Ordinary household items can be very hazardous to young children. Even with the best supervision, their ability to get themselves into trouble is uncanny. Once a child is up and moving around, his world expands rapidly. Your task is to be aware of what potentially dangerous situations he could get into long before they can happen. If this is not your first child, do not assume that he will not do one thing or another just because other children did not. This can actually put an experienced parent at a disadvantage. Lucky once will not necessarily make you lucky twice.
Accident prevention and safety awareness are skills that need practice, sort of like a sixth sense for danger.
The Childrens Room
- Position your child's crib away from all drapery, electrical cords, and windows.
- Make sure the crib meets national safety standards.
- Make sure the mattress fits snugly.
- Be sure the crib sheet fits snugly.
- If you use a crib bumper, make sure it's firm (not fluffy) and secured tightly with a least six ties.
- Never use an electric blanket in the bed or crib of a small child or infant.
- Place night-lights at least three feet away from the crib, bedding, and draperies to prevent fires.
- Be vigilant about choking hazards.
- Use side railings for children just getting used to "big kid" beds.
- If bedrooms are on second or third stories, be sure to have a fire-escape ladder in each room.
Bathrooms
- Put a lock on all medicine cabinets.
- To prevent poisoning, lock away all vitamins and medicines.
- Install toilet-lid locks to prevent drowning.
- Lower the household water temperature.
- Always test the water first before bathing a child.
- Make sure bathtubs and showers aren't slippery.
- Use electrical appliances carefully.
- Install ground-fault circuit interrupters on outlets near sinks and bathtubs.
- Never leave a young child alone in the bathroom.
The Kitchen
- Keep knives, cleaning supplies, and plastic bags out of children's reach.

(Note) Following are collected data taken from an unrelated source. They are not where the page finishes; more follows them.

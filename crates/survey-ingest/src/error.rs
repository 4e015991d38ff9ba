//! Error types for raw data ingestion.

use std::path::PathBuf;
use thiserror::Error;

/// Errors that can occur while loading a raw CSV extract.
#[derive(Debug, Error)]
pub enum IngestError {
    // === File System Errors ===
    /// CSV file not found.
    #[error("CSV file not found: {path}")]
    FileNotFound { path: PathBuf },

    /// Failed to read file.
    #[error("failed to read file {path}: {source}")]
    FileRead {
        path: PathBuf,
        #[source]
        source: std::io::Error,
    },

    /// File uses an encoding other than UTF-8.
    #[error("unsupported encoding {encoding} in {path}")]
    UnsupportedEncoding {
        path: PathBuf,
        encoding: &'static str,
    },

    // === CSV Parsing Errors ===
    /// Failed to parse CSV.
    #[error("failed to parse CSV {path}: {message}")]
    CsvParse { path: PathBuf, message: String },

    /// CSV file has no header row.
    #[error("CSV file is empty: {path}")]
    EmptyCsv { path: PathBuf },

    /// A header cell is blank.
    #[error("empty column name at position {index} in {path}")]
    EmptyColumnName { path: PathBuf, index: usize },

    /// Two header cells normalize to the same name.
    #[error("duplicate column '{column}' in {path}")]
    DuplicateColumn { path: PathBuf, column: String },

    /// A data row has more fields than the header.
    #[error("row {line} of {path} has {found} fields, expected at most {expected}")]
    RaggedRow {
        path: PathBuf,
        line: u64,
        expected: usize,
        found: usize,
    },

    // === DataFrame Errors ===
    /// Failed DataFrame operation.
    #[error("DataFrame operation failed: {message}")]
    DataFrame { message: String },
}

impl From<polars::prelude::PolarsError> for IngestError {
    fn from(err: polars::prelude::PolarsError) -> Self {
        Self::DataFrame {
            message: err.to_string(),
        }
    }
}

/// Result type for ingestion operations.
pub type Result<T> = std::result::Result<T, IngestError>;
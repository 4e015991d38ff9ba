//! Table writing.

use std::fs::{self, File};
use std::io::Write;
use std::path::{Path, PathBuf};

use survey_transform::SurveyFrame;

use super::schema_path_for;
use crate::error::{PersistError, Result};
use crate::format::encode_cell;

fn temp_path_for(path: &Path) -> PathBuf {
    let mut name = path.file_name().unwrap_or_default().to_os_string();
    name.push(".tmp");
    path.with_file_name(name)
}

fn encode_csv(frame: &SurveyFrame, path: &Path) -> Result<Vec<u8>> {
    let csv_error = |source| PersistError::Csv {
        path: path.to_path_buf(),
        source,
    };
    let columns = frame.column_names();
    let cells = columns
        .iter()
        .map(|column| frame.cells(column))
        .collect::<std::result::Result<Vec<_>, _>>()?;

    let mut writer = csv::Writer::from_writer(Vec::new());
    writer.write_record(&columns).map_err(csv_error)?;
    for row in 0..frame.height() {
        writer
            .write_record(cells.iter().map(|column| encode_cell(&column[row])))
            .map_err(csv_error)?;
    }
    writer.into_inner().map_err(|e| PersistError::Io {
        operation: "encode",
        path: path.to_path_buf(),
        source: e.into_error(),
    })
}

/// Write bytes to a temp file next to `path` and sync it.
fn write_temp(path: &Path, bytes: &[u8]) -> Result<PathBuf> {
    let temp_path = temp_path_for(path);
    let mut file = File::create(&temp_path).map_err(|e| PersistError::Io {
        operation: "create",
        path: temp_path.clone(),
        source: e,
    })?;
    file.write_all(bytes).map_err(|e| PersistError::Io {
        operation: "write",
        path: temp_path.clone(),
        source: e,
    })?;
    file.sync_all().map_err(|e| PersistError::Io {
        operation: "sync",
        path: temp_path.clone(),
        source: e,
    })?;
    Ok(temp_path)
}

fn commit(temp_path: &Path, path: &Path) -> Result<()> {
    fs::rename(temp_path, path).map_err(|e| PersistError::AtomicWriteFailed {
        temp_path: temp_path.to_path_buf(),
        target_path: path.to_path_buf(),
        source: e,
    })
}

/// Write a cleaned table as CSV plus its JSON type schema.
///
/// Both files go to temp files first and are renamed into place only once
/// both are complete, so a failed write never leaves a half-written file.
/// The two renames are not one atomic step: the schema is committed first,
/// and if the data rename then fails the schema is removed, leaving the table
/// unreadable until it is cleaned again rather than paired with stale data.
pub fn write_table(frame: &SurveyFrame, path: &Path) -> Result<()> {
    let schema_path = schema_path_for(path);
    if schema_path == path {
        return Err(PersistError::SchemaMismatch {
            path: path.to_path_buf(),
            message: "data file must not use the schema extension .json".to_string(),
        });
    }

    let data = encode_csv(frame, path)?;
    let schema = serde_json::to_vec_pretty(&frame.schema).map_err(|e| PersistError::Json {
        path: schema_path.clone(),
        source: e,
    })?;

    if let Some(parent) = path.parent().filter(|p| !p.as_os_str().is_empty()) {
        fs::create_dir_all(parent).map_err(|e| PersistError::Io {
            operation: "create directory",
            path: parent.to_path_buf(),
            source: e,
        })?;
    }

    let data_temp = write_temp(path, &data)?;
    let schema_temp = match write_temp(&schema_path, &schema) {
        Ok(temp) => temp,
        Err(err) => {
            let _ = fs::remove_file(&data_temp);
            return Err(err);
        }
    };
    if let Err(err) = commit(&schema_temp, &schema_path) {
        let _ = fs::remove_file(&data_temp);
        let _ = fs::remove_file(&schema_temp);
        return Err(err);
    }
    if let Err(err) = commit(&data_temp, path) {
        // The new schema must not describe the old data.
        let _ = fs::remove_file(&data_temp);
        let _ = fs::remove_file(&schema_path);
        return Err(err);
    }

    tracing::info!(
        rows = frame.height(),
        columns = frame.width(),
        "Saved {} to {}",
        frame.name,
        path.display()
    );
    Ok(())
}
//! Reading and writing persisted tables.

mod read;
mod write;

use std::path::{Path, PathBuf};

pub use read::read_table;
pub use write::write_table;

/// Schema sidecar location for a data file: same path, `json` extension.
pub fn schema_path_for(data_path: &Path) -> PathBuf {
    data_path.with_extension("json")
}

- To avoid fires and burns, never leave cooking food unattended.
- If stove knobs are easily accessible to children, use protective covers to prevent kids from turning them.
- Teach your kids how to respond to fire.
- When they're not in use, unplug electrical appliances.
- Replace any frayed cords and wires.
- Keep chairs and step stools away from counters and the stove.
- Beware of foods that children can choke on.
Preventing Burns
Scalding is the number one burn problem with small children and can occur from several areas. Turn down the hot water heater to 120 degrees. Most are set at 140. This is far too hot and will cause third-degree burns in seconds.
Use the back burners first and try to keep the child out of the kitchen when preparing meals. Children are quick and will be under foot just when you lift that hot pot from the stove.
Turn on the oven light when it is hot. Teach the child that light means hot. Turn it off when the oven is cool. If knobs are in front, take them off and place them in the drawer. Use one to turn on the stove and replace it in the drawer when through. Never leave an iron or ironing board set up with the iron on it. Be sure to keep the cords of all electrical heating pots out of reach so the child cannot pull them off.
Fires
Make sure your smoke detectors are working properly. Before a fire, develop an escape plan. There are five basic points:
- Draw up a floor plan with all windows, doors, and stairways.
- Determine two ways to get outside from each room.
- Practice your plan, even at night. Impress on everyone to get out as fast as they can.
- Determine help needed for the young or elderly.
- Assign someone to help each person needing assistance.
In many localities, the Fire Department will provide decals that can be placed in the window to indicate where special help is needed. Agree on a meeting place outside the house.